■ **Exercise instructions**: Whenever a line in the entries includes the word "anything", copy that line out.

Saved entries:
+++
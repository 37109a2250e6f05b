// src/core/resolver.rs

use crate::models::{AircraftSnapshot, LatLon};

/// Parses free-form location text into an explicit coordinate pair.
///
/// Comma-separated `lat,lon` is tried first; if that does not yield exactly
/// two parts, whitespace-separated parsing is the fallback. Both parts must
/// parse as finite numbers, latitude within [-90, 90] and longitude within
/// [-180, 180]. Any violation yields `None` (never a clamped or partial
/// result), which tells the caller to fall back to entity-identifier
/// resolution.
pub fn parse_lat_lon(text: &str) -> Option<LatLon> {
    let comma_parts: Vec<&str> = text.split(',').map(str::trim).collect();
    let parts: Vec<&str> = if comma_parts.len() == 2 {
        comma_parts
    } else {
        text.split_whitespace().collect()
    };

    let [lat_text, lon_text] = parts.as_slice() else {
        return None;
    };
    let lat: f64 = lat_text.parse().ok()?;
    let lon: f64 = lon_text.parse().ok()?;

    if !lat.is_finite() || !lon.is_finite() {
        return None;
    }
    if !(-90.0..=90.0).contains(&lat) || !(-180.0..=180.0).contains(&lon) {
        return None;
    }
    Some(LatLon { lat, lon })
}

/// The position (and any display extras the snapshot carries) of one
/// resolved aircraft.
#[derive(Debug, Clone, PartialEq)]
pub struct EntityFix {
    pub id: String,
    pub position: LatLon,
    /// Altitude in metres, when the feed provides it.
    pub altitude: Option<f64>,
    /// True airspeed in m/s, when the feed provides it.
    pub speed: Option<f64>,
}

/// Resolves an entity identifier against the current traffic snapshot by
/// case-insensitive exact match. Returns `None` on a miss or when the
/// parallel arrays are too short to give the match a position.
pub fn find_entity(snapshot: &AircraftSnapshot, ident: &str) -> Option<EntityFix> {
    let index = snapshot
        .id
        .iter()
        .position(|candidate| candidate.eq_ignore_ascii_case(ident))?;

    let lat = *snapshot.lat.get(index)?;
    let lon = *snapshot.lon.get(index)?;
    Some(EntityFix {
        id: snapshot.id.get(index)?.clone(),
        position: LatLon { lat, lon },
        altitude: snapshot.alt.get(index).copied(),
        speed: snapshot.tas.get(index).copied(),
    })
}
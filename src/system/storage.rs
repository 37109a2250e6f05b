// src/system/storage.rs

use crate::constants::STORE_FILENAME;
use std::collections::HashMap;
use std::fs;
use std::path::{Path, PathBuf};
use thiserror::Error;

/// Errors raised by the persistent key/value stores.
#[derive(Error, Debug)]
pub enum StorageError {
    /// A filesystem I/O error occurred.
    #[error("Storage I/O error: {0}")]
    Io(#[from] std::io::Error),
    /// The store file exists but does not hold a valid JSON object.
    #[error("Store file '{path}' is not valid JSON: {source}")]
    Corrupt {
        path: String,
        #[source]
        source: serde_json::Error,
    },
    /// The platform config directory could not be determined.
    #[error("Could not find system config directory.")]
    ConfigDirNotFound,
}

/// The storage capability injected into the console session.
///
/// A deliberately small get/set/remove contract over string keys, so the
/// session never touches ambient global storage directly. The history layout
/// stored through it must remain format-stable (no version tag).
pub trait KeyValueStorage {
    fn get(&self, key: &str) -> Option<String>;

    fn set(&mut self, key: &str, value: &str) -> Result<(), StorageError>;

    fn remove(&mut self, key: &str) -> Result<(), StorageError>;
}

// --- IN-MEMORY STORE ---

/// A volatile store. The default for tests and for sessions that should not
/// persist anything.
#[derive(Debug, Default)]
pub struct MemoryStorage {
    values: HashMap<String, String>,
}

impl MemoryStorage {
    pub fn new() -> Self {
        Self::default()
    }
}

impl KeyValueStorage for MemoryStorage {
    fn get(&self, key: &str) -> Option<String> {
        self.values.get(key).cloned()
    }

    fn set(&mut self, key: &str, value: &str) -> Result<(), StorageError> {
        self.values.insert(key.to_string(), value.to_string());
        Ok(())
    }

    fn remove(&mut self, key: &str) -> Result<(), StorageError> {
        self.values.remove(key);
        Ok(())
    }
}

// --- FILE-BACKED STORE ---

/// A store persisted as a single JSON object (`key -> value`) in one file.
///
/// The whole map is read at construction and rewritten on every mutation;
/// the stores this console needs are tiny (one history key), so simplicity
/// wins over incremental writes.
#[derive(Debug)]
pub struct FileStorage {
    path: PathBuf,
    values: HashMap<String, String>,
}

impl FileStorage {
    /// Opens (or initializes) the store at `path`. A missing file yields an
    /// empty store; an unreadable or malformed file is an error so that a
    /// corrupt store never silently swallows the user's history.
    pub fn open(path: impl Into<PathBuf>) -> Result<Self, StorageError> {
        let path = path.into();
        let values = match fs::read_to_string(&path) {
            Ok(content) => {
                serde_json::from_str(&content).map_err(|e| StorageError::Corrupt {
                    path: path.display().to_string(),
                    source: e,
                })?
            }
            Err(e) if e.kind() == std::io::ErrorKind::NotFound => HashMap::new(),
            Err(e) => return Err(StorageError::Io(e)),
        };
        log::debug!(
            "Opened store '{}' with {} key(s)",
            path.display(),
            values.len()
        );
        Ok(Self { path, values })
    }

    /// Opens the store at the default platform location
    /// (`<config dir>/skystack/store.json`), creating the directory if needed.
    pub fn open_default() -> Result<Self, StorageError> {
        Self::open(default_store_path()?)
    }

    fn persist(&self) -> Result<(), StorageError> {
        if let Some(parent) = self.path.parent() {
            fs::create_dir_all(parent)?;
        }
        let content = serde_json::to_string_pretty(&self.values)
            .expect("a string map always serializes");
        fs::write(&self.path, content)?;
        Ok(())
    }

    pub fn path(&self) -> &Path {
        &self.path
    }
}

impl KeyValueStorage for FileStorage {
    fn get(&self, key: &str) -> Option<String> {
        self.values.get(key).cloned()
    }

    fn set(&mut self, key: &str, value: &str) -> Result<(), StorageError> {
        self.values.insert(key.to_string(), value.to_string());
        self.persist()
    }

    fn remove(&mut self, key: &str) -> Result<(), StorageError> {
        if self.values.remove(key).is_some() {
            self.persist()?;
        }
        Ok(())
    }
}

/// Returns the default store file path (`<config dir>/skystack/store.json`),
/// ensuring the directory exists.
pub fn default_store_path() -> Result<PathBuf, StorageError> {
    let dir = dirs::config_dir()
        .ok_or(StorageError::ConfigDirNotFound)?
        .join("skystack");
    if !dir.exists() {
        fs::create_dir_all(&dir)?;
    }
    Ok(dir.join(STORE_FILENAME))
}

#[cfg(test)]
mod tests {
    use super::*;
    use tempfile::tempdir;

    #[test]
    fn missing_file_yields_empty_store() {
        let dir = tempdir().unwrap();
        let store = FileStorage::open(dir.path().join("store.json")).unwrap();
        assert!(store.get("anything").is_none());
    }

    #[test]
    fn set_then_reopen_round_trips() {
        let dir = tempdir().unwrap();
        let path = dir.path().join("store.json");

        let mut store = FileStorage::open(&path).unwrap();
        store.set("console_history", "[\"PAN EHAM\"]").unwrap();

        let reopened = FileStorage::open(&path).unwrap();
        assert_eq!(
            reopened.get("console_history").as_deref(),
            Some("[\"PAN EHAM\"]")
        );
    }

    #[test]
    fn remove_deletes_the_key() {
        let dir = tempdir().unwrap();
        let path = dir.path().join("store.json");

        let mut store = FileStorage::open(&path).unwrap();
        store.set("k", "v").unwrap();
        store.remove("k").unwrap();

        let reopened = FileStorage::open(&path).unwrap();
        assert!(reopened.get("k").is_none());
    }

    #[test]
    fn corrupt_file_is_reported_not_swallowed() {
        let dir = tempdir().unwrap();
        let path = dir.path().join("store.json");
        std::fs::write(&path, "not json at all").unwrap();

        let result = FileStorage::open(&path);
        assert!(matches!(result, Err(StorageError::Corrupt { .. })));
    }
}
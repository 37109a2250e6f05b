// src/console/handlers/pan.rs

use crate::console::dispatcher::DispatchContext;
use crate::core::resolver::{self, EntityFix};
use crate::core::units;
use crate::models::{CommandResult, Severity};

/// `PAN <lat,lon | aircraft id>` — centers the view on explicit coordinates
/// or on a live aircraft.
///
/// Coordinates are tried first; anything that does not parse as a valid
/// pair falls back to a case-insensitive id lookup in the current traffic
/// snapshot. Missing arguments and an unready view short-circuit before any
/// lookup.
pub fn handle(arguments: &str, ctx: &mut DispatchContext<'_>) -> CommandResult {
    if arguments.trim().is_empty() {
        ctx.post(
            "PAN: specify coordinates (lat,lon) or an aircraft id",
            Severity::Warning,
        );
        return CommandResult::completed();
    }
    if !ctx.view.is_ready() {
        ctx.post("PAN: map view is not ready", Severity::Error);
        return CommandResult::completed();
    }

    if let Some(fix) = resolver::parse_lat_lon(arguments) {
        ctx.view.pan_to(fix.lat, fix.lon);
        let echo = format!(
            "PAN: centered on {}",
            units::format_coordinates(fix.lat, fix.lon)
        );
        ctx.post(&echo, Severity::Success);
        return CommandResult::completed();
    }

    pan_to_entity(arguments, ctx);
    CommandResult::completed()
}

fn pan_to_entity(ident: &str, ctx: &mut DispatchContext<'_>) {
    let snapshot = match ctx.sim.current_entity_snapshot() {
        Some(snapshot) if !snapshot.is_empty() => snapshot,
        _ => {
            ctx.post("PAN: no aircraft data available yet", Severity::Warning);
            return;
        }
    };

    match resolver::find_entity(&snapshot, ident) {
        Some(fix) => {
            ctx.view.pan_to(fix.position.lat, fix.position.lon);
            ctx.post(&entity_echo(&fix), Severity::Success);
        }
        None => {
            let text = format!("PAN: unknown aircraft or location '{ident}'");
            ctx.post(&text, Severity::Warning);
        }
    }
}

/// Success echo for an aircraft match, enriched with altitude and speed in
/// display units when the snapshot carries them.
fn entity_echo(fix: &EntityFix) -> String {
    let position = units::format_coordinates(fix.position.lat, fix.position.lon);
    match (fix.altitude, fix.speed) {
        (Some(alt), Some(tas)) => format!(
            "PAN: centered on {} at {} ({:.0} ft, {:.0} kt)",
            fix.id,
            position,
            units::meters_to_feet(alt),
            units::mps_to_knots(tas)
        ),
        _ => format!("PAN: centered on {} at {}", fix.id, position),
    }
}

#[cfg(test)]
mod tests {
    use super::*;
    use crate::console::dispatcher::DispatchContext;
    use crate::models::AircraftSnapshot;
    use crate::system::testkit::{RecordingSink, RecordingTransport, StubSim, StubView};

    fn run(
        arguments: &str,
        view: &mut StubView,
        sim: &StubSim,
        sink: &mut RecordingSink,
    ) -> CommandResult {
        let mut transport = RecordingTransport::default();
        let mut ctx = DispatchContext {
            view,
            sim,
            transport: &mut transport,
            messages: sink,
            overlay: None,
        };
        handle(arguments, &mut ctx)
    }

    #[test]
    fn coordinates_center_the_view_with_a_rounded_echo() {
        let mut view = StubView::ready();
        let mut sink = RecordingSink::default();
        run("52.34567 4.87654", &mut view, &StubSim::default(), &mut sink);

        assert_eq!(view.center, Some((52.34567, 4.87654)));
        let (text, severity) = &sink.messages[0];
        assert_eq!(*severity, Severity::Success);
        assert_eq!(text, "PAN: centered on 52.346, 4.877");
    }

    #[test]
    fn missing_arguments_warn_before_any_lookup() {
        let mut view = StubView::not_ready();
        let mut sink = RecordingSink::default();
        run("  ", &mut view, &StubSim::default(), &mut sink);

        // The argument warning wins even though the view is also unready.
        assert_eq!(sink.messages[0].1, Severity::Warning);
    }

    #[test]
    fn unready_view_is_a_precondition_error() {
        let mut view = StubView::not_ready();
        let mut sink = RecordingSink::default();
        run("52.3,4.8", &mut view, &StubSim::default(), &mut sink);

        assert_eq!(sink.messages[0].1, Severity::Error);
        assert_eq!(view.center, None);
    }

    #[test]
    fn entity_lookup_matches_case_insensitively() {
        let mut view = StubView::ready();
        let sim = StubSim::with_aircraft(&[("KL123", 52.3, 4.8)]);
        let mut sink = RecordingSink::default();
        run("kl123", &mut view, &sim, &mut sink);

        assert_eq!(view.center, Some((52.3, 4.8)));
        assert_eq!(sink.messages[0].1, Severity::Success);
    }

    #[test]
    fn entity_echo_carries_display_units_when_available() {
        let mut view = StubView::ready();
        let sim = StubSim {
            snapshot: Some(AircraftSnapshot {
                id: vec!["KL123".into()],
                lat: vec![52.3],
                lon: vec![4.8],
                alt: vec![3048.0],
                tas: vec![128.611_111],
            }),
            vocabulary: None,
        };
        let mut sink = RecordingSink::default();
        run("KL123", &mut view, &sim, &mut sink);

        let (text, _) = &sink.messages[0];
        assert_eq!(text, "PAN: centered on KL123 at 52.300, 4.800 (10000 ft, 250 kt)");
    }

    #[test]
    fn unknown_entity_warns_and_leaves_the_view_alone() {
        let mut view = StubView::ready();
        let sim = StubSim::with_aircraft(&[("KL123", 52.3, 4.8)]);
        let mut sink = RecordingSink::default();
        run("XX999", &mut view, &sim, &mut sink);

        assert_eq!(view.center, None);
        assert_eq!(sink.messages[0].1, Severity::Warning);
        assert!(sink.messages[0].0.contains("XX999"));
    }

    #[test]
    fn absent_snapshot_warns_about_missing_data() {
        let mut view = StubView::ready();
        let mut sink = RecordingSink::default();
        run("KL123", &mut view, &StubSim::default(), &mut sink);

        assert_eq!(sink.messages[0].1, Severity::Warning);
        assert!(sink.messages[0].0.contains("no aircraft data"));
    }

    #[test]
    fn out_of_range_coordinates_fall_back_to_entity_lookup() {
        let mut view = StubView::ready();
        let sim = StubSim::with_aircraft(&[("KL123", 52.3, 4.8)]);
        let mut sink = RecordingSink::default();
        run("95,4.8", &mut view, &sim, &mut sink);

        // Not a valid pair, not a known id: a lookup miss, never a clamp.
        assert_eq!(view.center, None);
        assert_eq!(sink.messages[0].1, Severity::Warning);
    }
}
+++
■ **Solution to this problem**:
/// persist anything.
        assert!(store.get("anything").is_none());
/// Coordinates are tried first; anything that does not parse as a valid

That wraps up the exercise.